On dit souvent que les généraux ne voient pas venir les changements et préparent la prochaine guerre comme si elle devait ressembler à la précédente. Il en va de même pour les commentateurs politiques : ils interprètent les nouveaux événements non pour ce qu’ils sont, mais comme s’ils répétaient ceux qui les ont précédés.

Lorsque des mouvements populaires ont renversé Zine el-Abidine Ben Ali en Tunisie et Hosni Moubarak en Égypte, beaucoup ont cru assister à une « révolution du jasmin » [1]et une «  révolution du lotus  » [2], à la manière des révolutions colorées que la CIA et la NED ont organisées à la chaine depuis la disparition de l’URSS. Certains faits semblaient leur donner raison, comme la présence d’agitateurs serbes au Caire ou la diffusion de matériels de propagande [3]. Mais la réalité était toute différente. Ces révoltes étaient populaires et Washington tentait sans succès de les détourner à son profit. En définitive, les Tunisiens et les Égyptiens n’aspiraient pas à l’American Way of Life, mais au contraire à se débarrasser de gouvernements fantoches manipulés par les États-Unis.

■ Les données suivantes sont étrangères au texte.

#[cfg(test)]
mod tests {
    use super::*;

    fn tiny_result() -> CrunchedResult {
        let schema = SurveySchema::new(
            vec!["Support?".to_string(), "Bus".to_string(), "Why".to_string()],
            vec!["Support?".to_string()],
            vec![],
            vec!["Why".to_string()],
            vec![RadioGroup {
                prompt: "Usage".to_string(),
                columns: vec!["Bus".to_string()],
                options: vec!["Never".to_string(), "Daily".to_string()],
            }],
        )
        .unwrap();
        let mut b = builder::Builder::new(&schema);
        b.add_response_simple(&["Yes", "Daily", "Cheaper"]).unwrap();
        b.add_response_simple(&["Yes", "Weekly", ""]).unwrap();
        b.crunch(None).unwrap()
    }

    #[test]
    fn results_json_layout() {
        let js = result_to_json(&tiny_result());
        assert_eq!(js["responses"], json!(2));
        assert_eq!(
            js["yes_no"][0],
            json!({"prompt": "Support?", "header": ["value", "count"], "rows": [["Yes", 2]]})
        );
        assert_eq!(js["freeform_text"][0]["rows"], json!([["Cheaper"]]));
        assert_eq!(
            js["multi_radio_questions"][0]["header"],
            json!(["Option", "Never", "Daily"])
        );
        assert_eq!(js["multi_radio_questions"][0]["rows"], json!([["Bus", 0, 1]]));
        assert_eq!(js["multi_radio_questions"][0]["dropped"], json!([1]));
        assert_eq!(js["semicolon_lists"], json!([]));
    }

    fn args() -> Args {
        Args {
            config: None,
            input: None,
            input_type: None,
            excel_worksheet_name: None,
            place: None,
            place_column: None,
            out: None,
            reference: None,
            verbose: false,
        }
    }

    #[test]
    fn input_type_from_extension() {
        let config = southeast_pa::default_config().unwrap();
        let a = args();
        assert_eq!(input_type(&a, &config, Path::new("responses.XLSX")), "xlsx");
        assert_eq!(input_type(&a, &config, Path::new("responses.csv")), "csv");
        let a = Args {
            input_type: Some("xlsx".to_string()),
            ..args()
        };
        assert_eq!(input_type(&a, &config, Path::new("responses.csv")), "xlsx");
    }

    #[test]
    fn place_filter_defaults_to_serving_area() {
        let config = southeast_pa::default_config().unwrap();
        assert_eq!(place_filter(&args(), &config.schema).unwrap(), None);

        let a = Args {
            place: Some("Philadelphia".to_string()),
            ..args()
        };
        let pf = place_filter(&a, &config.schema).unwrap().unwrap();
        assert_eq!(pf.needle, "Philadelphia");
        assert_eq!(Some(pf.column.as_str()), config.schema.serving_area());
    }

    #[test]
    fn missing_input_is_an_error() {
        let config = southeast_pa::default_config().unwrap();
        assert!(input_path(&args(), &config).is_err());
    }

    const TRAIL_CONFIG: &str = r#"{
        "outputSettings": {"reportName": "Trail survey", "outputDirectory": "out"},
        "inputSettings": {"filePath": "responses.csv"},
        "columns": ["Timestamp", "Support?", "Modes", "Why"],
        "yesNo": ["Support?"],
        "semicolonLists": [2],
        "freeformText": ["Why"]
    }"#;

    const TRAIL_RESPONSES: &str = "Timestamp,Support?,Modes,Why\n\
                                   2022/11/01,Yes,Walk;Bike,\"Safer\nroads\"\n\
                                   2022/11/02,No,Bike,\n\
                                   2022/11/03,Yes,,Cheaper\n";

    // Writes the configuration and the responses into a fresh directory.
    fn trail_survey_dir(test_name: &str) -> PathBuf {
        let dir = std::env::temp_dir().join(format!(
            "survey_{}_{}",
            test_name,
            std::process::id()
        ));
        let _ = fs::remove_dir_all(&dir);
        fs::create_dir_all(dir.join("out")).unwrap();
        fs::write(dir.join("config.json"), TRAIL_CONFIG).unwrap();
        fs::write(dir.join("responses.csv"), TRAIL_RESPONSES).unwrap();
        dir
    }

    fn path_str(p: &Path) -> String {
        p.display().to_string()
    }

    #[test]
    fn summary_written_to_output_directory() {
        let dir = trail_survey_dir("output_directory");
        let a = Args {
            config: Some(path_str(&dir.join("config.json"))),
            ..args()
        };
        run_survey(&a).unwrap();

        let written: Vec<PathBuf> = fs::read_dir(dir.join("out"))
            .unwrap()
            .map(|e| e.unwrap().path())
            .collect();
        assert_eq!(written.len(), 1);
        let file_name = written[0].file_name().unwrap().to_str().unwrap().to_string();
        assert!(file_name.starts_with("Trail survey "));
        assert!(file_name.ends_with(".json"));

        let summary = read_summary(&path_str(&written[0])).unwrap();
        assert_eq!(summary["config"]["report"], json!("Trail survey"));
        assert_eq!(summary["results"]["responses"], json!(3));
        assert_eq!(
            summary["results"]["yes_no"][0]["rows"],
            json!([["Yes", 2], ["No", 1]])
        );
        assert_eq!(
            summary["results"]["freeform_text"][0]["rows"],
            json!([["Safer\nroads"], ["Cheaper"]])
        );
        fs::remove_dir_all(&dir).unwrap();
    }

    #[test]
    fn reference_summary_check() {
        let dir = trail_survey_dir("reference");
        let config = path_str(&dir.join("config.json"));
        let first = path_str(&dir.join("first.json"));
        let a = Args {
            config: Some(config.clone()),
            out: Some(first.clone()),
            ..args()
        };
        run_survey(&a).unwrap();

        // Same responses: the summary matches.
        let a = Args {
            config: Some(config.clone()),
            out: Some(path_str(&dir.join("second.json"))),
            reference: Some(first.clone()),
            ..args()
        };
        assert!(run_survey(&a).is_ok());

        // One count differs: the check fails.
        let mut reference = read_summary(&first).unwrap();
        reference["results"]["yes_no"][0]["rows"][0][1] = json!(99);
        let altered = path_str(&dir.join("altered.json"));
        fs::write(&altered, serde_json::to_string_pretty(&reference).unwrap()).unwrap();
        let a = Args {
            config: Some(config),
            out: Some(path_str(&dir.join("third.json"))),
            reference: Some(altered),
            ..args()
        };
        assert!(matches!(run_survey(&a), Err(SurveyError::Whatever { .. })));
        fs::remove_dir_all(&dir).unwrap();
    }
}
pub mod error;
pub mod nominatim;
pub mod provider;
pub mod types;
pub mod verify;

pub use error::LookupError;
pub use nominatim::NominatimGeocoder;
pub use provider::{Geocoder, Place};
pub use verify::{verify_addresses, AddressReport, GeocodeOutcome, UNAVAILABLE};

Lorsque des troubles sont survenus en Libye, ces mêmes commentateurs ont essayé de récupérer leur retard sur la réalité en nous expliquant que, cette fois-ci, il s’agissait d’un soulèvement populaire contre le dictateur Kadhafi. Ils accompagnaient alors leurs éditoriaux de doux mensonges présentant le colonel comme un éternel ennemi de la démocratie occidentale, oubliant qu’il collaborait activement avec les États-Unis depuis huit ans [4].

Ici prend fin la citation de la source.